Ah, and let's not forget about all the free ways to get to a lot of those free days at museums! The City of Chicago runs a great free trolley service that stops at (or near) several museums and other Chicago attractions. Trolleys normally run every 20-30 minutes. Frequency tends to be higher from Memorial Day through Labour Day (tourist season). Several routes have stops at various El Train stations, too.

  • Metra/Navy Pier and Navy Pier Trolley - Navy Pier, Chicago Children's Museum, shopping on North Michigan Avenue and State Street (Metra/Navy Pier serves Chicago Northwestern [Ogilvie Transportation Center] and Union Stations, as well).

  • Lincoln Park Trolley - Peggy Notebaert Nature Museum, Lincoln Park Zoo (one of few remaining free municipal zoos in the country), Chicago Historical Society.

  • Metra/Museum Campus Trolley - Chicago Public Library, Field Museum, Adler Planetarium, Shedd Aquarium, State Street shopping (Also serves Metra Ogilvie, Union, and LaSalle Stations).

  • Michigan Avenue Trolley - Water Tower, Museum of Contemporary Art, Terra Museum of American Art, Chicago Cultural Center and Museum of Broadcast Communications, Art Institute of Chicago, Museum of Contemporary Photography (at Columbia College Chicago), Field Museum, Adler Planetarium, Shedd Aquarium, Michigan Avenue Shopping.
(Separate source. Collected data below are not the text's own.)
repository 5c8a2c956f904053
//! Concrete LLM provider implementations.

pub mod ollama;
pub mod openai;

pub use ollama::OllamaClient;
pub use openai::OpenAiClient;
American Association of Museums

If you are a museum professional, museum volunteer, or a student, joining the American Association of Museums (AAM) is a great way to get into participating museums across the country for free or at a reduced admission.

Their website has a list of institutions that are AAM accredited, but even a lot of museums that aren't accredited still give free admission to AAM members. There are different levels of membership:

  • Non-paid Museum Staff (Volunteer) - $35/yr (at time of writing), includes subscription to bi-monthly magazine Museum News and Aviso career newsletter. The newsletter has lots of job listings, which are also available online.

  • Student - $35/yr, includes subscription to Museum News magazine, Aviso career newsletter is $15 extra (so, become a museum volunteer and join under the aforementioned level if you plan to work in the field and want job listings).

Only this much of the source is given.